Reproduce word for word, from the entries below, the line with "IAM signs with.", the line with "let (_, claims_segment)", and every line between them, and nothing more.

Collected data:
-------------------------

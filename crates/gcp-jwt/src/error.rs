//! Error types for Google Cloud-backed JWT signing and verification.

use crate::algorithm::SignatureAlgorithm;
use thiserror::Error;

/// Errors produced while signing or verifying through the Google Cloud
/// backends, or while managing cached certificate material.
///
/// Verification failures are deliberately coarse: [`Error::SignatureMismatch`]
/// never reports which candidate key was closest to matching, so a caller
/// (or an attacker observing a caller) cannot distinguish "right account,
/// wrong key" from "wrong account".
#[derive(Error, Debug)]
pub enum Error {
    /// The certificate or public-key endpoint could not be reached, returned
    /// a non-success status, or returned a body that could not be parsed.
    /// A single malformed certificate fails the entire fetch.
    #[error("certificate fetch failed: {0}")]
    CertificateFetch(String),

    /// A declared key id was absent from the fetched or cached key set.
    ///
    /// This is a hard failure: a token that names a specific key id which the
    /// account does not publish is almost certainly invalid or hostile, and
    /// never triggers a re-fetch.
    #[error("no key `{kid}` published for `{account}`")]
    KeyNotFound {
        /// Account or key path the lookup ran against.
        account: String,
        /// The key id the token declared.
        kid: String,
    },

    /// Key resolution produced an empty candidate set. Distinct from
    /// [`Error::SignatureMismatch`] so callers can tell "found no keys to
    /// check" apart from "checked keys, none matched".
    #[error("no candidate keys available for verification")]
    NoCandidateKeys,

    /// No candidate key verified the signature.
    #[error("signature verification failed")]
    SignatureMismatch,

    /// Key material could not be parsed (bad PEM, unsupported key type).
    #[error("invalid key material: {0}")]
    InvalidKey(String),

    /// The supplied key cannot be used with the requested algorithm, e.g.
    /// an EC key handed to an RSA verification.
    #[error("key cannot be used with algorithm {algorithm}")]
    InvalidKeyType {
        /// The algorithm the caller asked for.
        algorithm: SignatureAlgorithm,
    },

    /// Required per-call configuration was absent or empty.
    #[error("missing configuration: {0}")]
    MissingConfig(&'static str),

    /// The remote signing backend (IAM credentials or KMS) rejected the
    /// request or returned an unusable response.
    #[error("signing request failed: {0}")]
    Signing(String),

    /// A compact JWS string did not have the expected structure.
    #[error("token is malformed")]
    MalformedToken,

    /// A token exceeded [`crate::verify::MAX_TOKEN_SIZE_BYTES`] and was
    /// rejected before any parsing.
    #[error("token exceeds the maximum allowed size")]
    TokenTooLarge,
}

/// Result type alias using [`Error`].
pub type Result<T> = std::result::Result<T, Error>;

-------------------------

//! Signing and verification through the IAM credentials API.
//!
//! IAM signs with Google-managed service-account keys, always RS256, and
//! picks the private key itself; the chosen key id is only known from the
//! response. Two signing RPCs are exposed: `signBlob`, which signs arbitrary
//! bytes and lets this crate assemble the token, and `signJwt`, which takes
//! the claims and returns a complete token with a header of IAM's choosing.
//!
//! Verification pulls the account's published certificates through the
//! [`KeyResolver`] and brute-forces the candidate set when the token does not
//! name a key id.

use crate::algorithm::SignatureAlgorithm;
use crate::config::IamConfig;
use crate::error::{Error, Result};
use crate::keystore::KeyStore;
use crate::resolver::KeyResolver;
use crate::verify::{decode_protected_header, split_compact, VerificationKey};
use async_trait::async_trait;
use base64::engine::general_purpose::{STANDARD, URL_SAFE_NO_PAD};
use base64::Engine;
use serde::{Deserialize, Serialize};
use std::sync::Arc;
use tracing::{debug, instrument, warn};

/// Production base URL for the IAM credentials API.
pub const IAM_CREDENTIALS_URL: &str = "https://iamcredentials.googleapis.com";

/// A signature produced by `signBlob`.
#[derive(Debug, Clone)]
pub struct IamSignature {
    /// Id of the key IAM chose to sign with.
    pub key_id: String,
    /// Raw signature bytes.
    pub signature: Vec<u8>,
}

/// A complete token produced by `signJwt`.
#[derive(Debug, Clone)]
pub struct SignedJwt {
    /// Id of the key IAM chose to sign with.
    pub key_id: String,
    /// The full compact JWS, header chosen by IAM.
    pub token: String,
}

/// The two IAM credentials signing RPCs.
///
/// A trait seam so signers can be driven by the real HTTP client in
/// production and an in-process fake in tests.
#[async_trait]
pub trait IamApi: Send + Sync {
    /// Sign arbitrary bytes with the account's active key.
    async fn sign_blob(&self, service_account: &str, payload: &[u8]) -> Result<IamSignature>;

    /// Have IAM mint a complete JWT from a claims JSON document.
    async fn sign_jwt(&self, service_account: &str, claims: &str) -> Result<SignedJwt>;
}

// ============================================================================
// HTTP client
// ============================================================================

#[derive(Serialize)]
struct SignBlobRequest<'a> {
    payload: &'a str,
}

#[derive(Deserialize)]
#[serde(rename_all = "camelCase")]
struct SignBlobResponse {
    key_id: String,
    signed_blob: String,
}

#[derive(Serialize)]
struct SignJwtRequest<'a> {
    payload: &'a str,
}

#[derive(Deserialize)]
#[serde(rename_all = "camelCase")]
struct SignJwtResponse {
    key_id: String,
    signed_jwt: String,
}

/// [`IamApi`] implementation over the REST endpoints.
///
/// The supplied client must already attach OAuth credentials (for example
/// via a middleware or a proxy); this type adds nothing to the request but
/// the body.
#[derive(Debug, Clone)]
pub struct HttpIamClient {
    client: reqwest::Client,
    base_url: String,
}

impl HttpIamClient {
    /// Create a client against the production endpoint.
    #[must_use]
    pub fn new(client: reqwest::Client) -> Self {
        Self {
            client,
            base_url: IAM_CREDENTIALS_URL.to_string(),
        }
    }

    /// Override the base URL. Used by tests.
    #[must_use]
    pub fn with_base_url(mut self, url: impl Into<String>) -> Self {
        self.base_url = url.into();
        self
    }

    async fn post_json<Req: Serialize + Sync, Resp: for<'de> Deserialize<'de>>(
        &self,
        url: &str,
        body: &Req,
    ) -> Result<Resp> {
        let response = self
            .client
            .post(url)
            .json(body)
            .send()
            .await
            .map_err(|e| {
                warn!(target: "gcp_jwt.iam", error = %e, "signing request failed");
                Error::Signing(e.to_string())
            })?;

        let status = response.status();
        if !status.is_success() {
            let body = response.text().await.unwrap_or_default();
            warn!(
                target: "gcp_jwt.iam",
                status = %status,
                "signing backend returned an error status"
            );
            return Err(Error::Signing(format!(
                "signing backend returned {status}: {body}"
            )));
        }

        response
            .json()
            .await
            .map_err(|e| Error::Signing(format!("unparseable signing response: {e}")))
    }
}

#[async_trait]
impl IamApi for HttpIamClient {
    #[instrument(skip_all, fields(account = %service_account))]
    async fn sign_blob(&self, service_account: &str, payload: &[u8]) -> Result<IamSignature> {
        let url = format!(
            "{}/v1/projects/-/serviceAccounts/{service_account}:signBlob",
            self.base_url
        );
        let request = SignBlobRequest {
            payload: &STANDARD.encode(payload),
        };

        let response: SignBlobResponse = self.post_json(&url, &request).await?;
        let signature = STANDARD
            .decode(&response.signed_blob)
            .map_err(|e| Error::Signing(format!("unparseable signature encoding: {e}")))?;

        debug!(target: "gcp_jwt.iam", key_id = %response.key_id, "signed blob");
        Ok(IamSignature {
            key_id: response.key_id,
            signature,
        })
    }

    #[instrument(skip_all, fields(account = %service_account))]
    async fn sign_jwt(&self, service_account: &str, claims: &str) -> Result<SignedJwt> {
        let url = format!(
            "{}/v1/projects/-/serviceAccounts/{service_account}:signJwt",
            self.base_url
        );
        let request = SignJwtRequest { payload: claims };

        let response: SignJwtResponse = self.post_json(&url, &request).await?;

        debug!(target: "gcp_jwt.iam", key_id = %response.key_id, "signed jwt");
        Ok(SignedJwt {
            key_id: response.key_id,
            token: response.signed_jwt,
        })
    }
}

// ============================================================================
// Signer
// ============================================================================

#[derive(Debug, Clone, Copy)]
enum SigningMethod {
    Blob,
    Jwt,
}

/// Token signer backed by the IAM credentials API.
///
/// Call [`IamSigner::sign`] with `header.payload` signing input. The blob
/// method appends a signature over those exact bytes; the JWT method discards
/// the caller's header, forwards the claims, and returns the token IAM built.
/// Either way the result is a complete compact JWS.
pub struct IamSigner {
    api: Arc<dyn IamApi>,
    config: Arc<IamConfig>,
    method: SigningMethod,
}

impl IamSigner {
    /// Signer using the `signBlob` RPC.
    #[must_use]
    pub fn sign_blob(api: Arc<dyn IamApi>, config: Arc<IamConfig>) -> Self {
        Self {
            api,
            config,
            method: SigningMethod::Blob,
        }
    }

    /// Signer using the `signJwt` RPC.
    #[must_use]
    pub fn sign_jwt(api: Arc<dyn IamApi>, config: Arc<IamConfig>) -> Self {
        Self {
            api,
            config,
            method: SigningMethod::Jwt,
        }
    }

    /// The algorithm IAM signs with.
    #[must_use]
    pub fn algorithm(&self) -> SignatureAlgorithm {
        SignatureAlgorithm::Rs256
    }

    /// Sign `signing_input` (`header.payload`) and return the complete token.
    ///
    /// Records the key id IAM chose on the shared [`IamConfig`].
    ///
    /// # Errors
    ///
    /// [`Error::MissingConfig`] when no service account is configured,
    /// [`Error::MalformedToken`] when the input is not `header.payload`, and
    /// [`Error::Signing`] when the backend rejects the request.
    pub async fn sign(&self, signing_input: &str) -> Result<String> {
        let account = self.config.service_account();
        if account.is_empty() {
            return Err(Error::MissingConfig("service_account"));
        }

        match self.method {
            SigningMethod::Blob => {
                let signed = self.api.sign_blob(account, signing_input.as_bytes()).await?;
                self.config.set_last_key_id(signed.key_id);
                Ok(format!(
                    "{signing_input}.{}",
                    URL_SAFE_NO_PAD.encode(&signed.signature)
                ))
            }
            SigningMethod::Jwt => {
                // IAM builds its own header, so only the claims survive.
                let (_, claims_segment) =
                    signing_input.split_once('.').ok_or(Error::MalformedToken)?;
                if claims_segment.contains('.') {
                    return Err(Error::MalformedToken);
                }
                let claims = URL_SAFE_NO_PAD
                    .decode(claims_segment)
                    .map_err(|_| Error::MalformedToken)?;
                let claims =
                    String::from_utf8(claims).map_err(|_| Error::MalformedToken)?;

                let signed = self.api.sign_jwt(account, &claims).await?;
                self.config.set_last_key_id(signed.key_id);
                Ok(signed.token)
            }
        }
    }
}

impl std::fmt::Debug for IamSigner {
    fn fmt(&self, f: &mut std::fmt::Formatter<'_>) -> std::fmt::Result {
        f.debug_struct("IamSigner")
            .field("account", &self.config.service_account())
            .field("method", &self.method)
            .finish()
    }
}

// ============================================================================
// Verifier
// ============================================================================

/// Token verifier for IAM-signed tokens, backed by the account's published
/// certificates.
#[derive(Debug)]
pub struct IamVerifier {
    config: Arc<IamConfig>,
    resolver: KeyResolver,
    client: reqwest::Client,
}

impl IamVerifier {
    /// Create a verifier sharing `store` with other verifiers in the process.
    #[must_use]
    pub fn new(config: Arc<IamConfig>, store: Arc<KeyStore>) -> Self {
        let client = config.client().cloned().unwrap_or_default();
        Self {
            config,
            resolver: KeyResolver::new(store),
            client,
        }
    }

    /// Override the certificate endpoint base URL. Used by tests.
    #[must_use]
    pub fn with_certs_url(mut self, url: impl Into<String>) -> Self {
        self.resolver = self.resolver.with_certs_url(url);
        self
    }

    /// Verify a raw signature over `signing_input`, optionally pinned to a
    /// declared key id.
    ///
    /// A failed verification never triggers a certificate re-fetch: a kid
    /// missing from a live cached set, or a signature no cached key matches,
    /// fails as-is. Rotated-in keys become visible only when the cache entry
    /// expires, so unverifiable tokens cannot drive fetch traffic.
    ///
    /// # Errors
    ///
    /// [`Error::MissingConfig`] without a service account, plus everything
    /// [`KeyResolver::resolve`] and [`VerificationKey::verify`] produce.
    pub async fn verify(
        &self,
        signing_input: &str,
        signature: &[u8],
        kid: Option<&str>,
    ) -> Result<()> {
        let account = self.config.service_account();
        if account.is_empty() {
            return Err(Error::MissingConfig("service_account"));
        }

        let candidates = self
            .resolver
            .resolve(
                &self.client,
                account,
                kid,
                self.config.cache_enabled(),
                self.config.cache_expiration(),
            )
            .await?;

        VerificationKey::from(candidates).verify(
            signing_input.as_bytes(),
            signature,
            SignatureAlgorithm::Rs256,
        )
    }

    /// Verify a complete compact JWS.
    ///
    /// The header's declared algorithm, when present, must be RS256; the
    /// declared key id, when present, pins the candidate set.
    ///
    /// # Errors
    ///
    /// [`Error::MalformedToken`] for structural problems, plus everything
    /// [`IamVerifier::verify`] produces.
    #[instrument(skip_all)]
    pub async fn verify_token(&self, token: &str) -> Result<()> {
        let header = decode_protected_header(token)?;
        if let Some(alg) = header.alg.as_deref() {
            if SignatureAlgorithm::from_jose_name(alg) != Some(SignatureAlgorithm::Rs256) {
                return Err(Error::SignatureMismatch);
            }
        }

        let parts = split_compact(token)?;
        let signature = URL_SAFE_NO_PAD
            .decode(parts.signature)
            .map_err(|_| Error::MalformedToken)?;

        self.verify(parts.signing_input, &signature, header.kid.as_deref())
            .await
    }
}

-------------------------

### Reply to the exercise
    /// The algorithm IAM signs with.
    #[must_use]
    pub fn algorithm(&self) -> SignatureAlgorithm {
        SignatureAlgorithm::Rs256
    }

    /// Sign `signing_input` (`header.payload`) and return the complete token.
    ///
    /// Records the key id IAM chose on the shared [`IamConfig`].
    ///
    /// # Errors
    ///
    /// [`Error::MissingConfig`] when no service account is configured,
    /// [`Error::MalformedToken`] when the input is not `header.payload`, and
    /// [`Error::Signing`] when the backend rejects the request.
    pub async fn sign(&self, signing_input: &str) -> Result<String> {
        let account = self.config.service_account();
        if account.is_empty() {
            return Err(Error::MissingConfig("service_account"));
        }

        match self.method {
            SigningMethod::Blob => {
                let signed = self.api.sign_blob(account, signing_input.as_bytes()).await?;
                self.config.set_last_key_id(signed.key_id);
                Ok(format!(
                    "{signing_input}.{}",
                    URL_SAFE_NO_PAD.encode(&signed.signature)
                ))
            }
            SigningMethod::Jwt => {
                // IAM builds its own header, so only the claims survive.
                let (_, claims_segment) =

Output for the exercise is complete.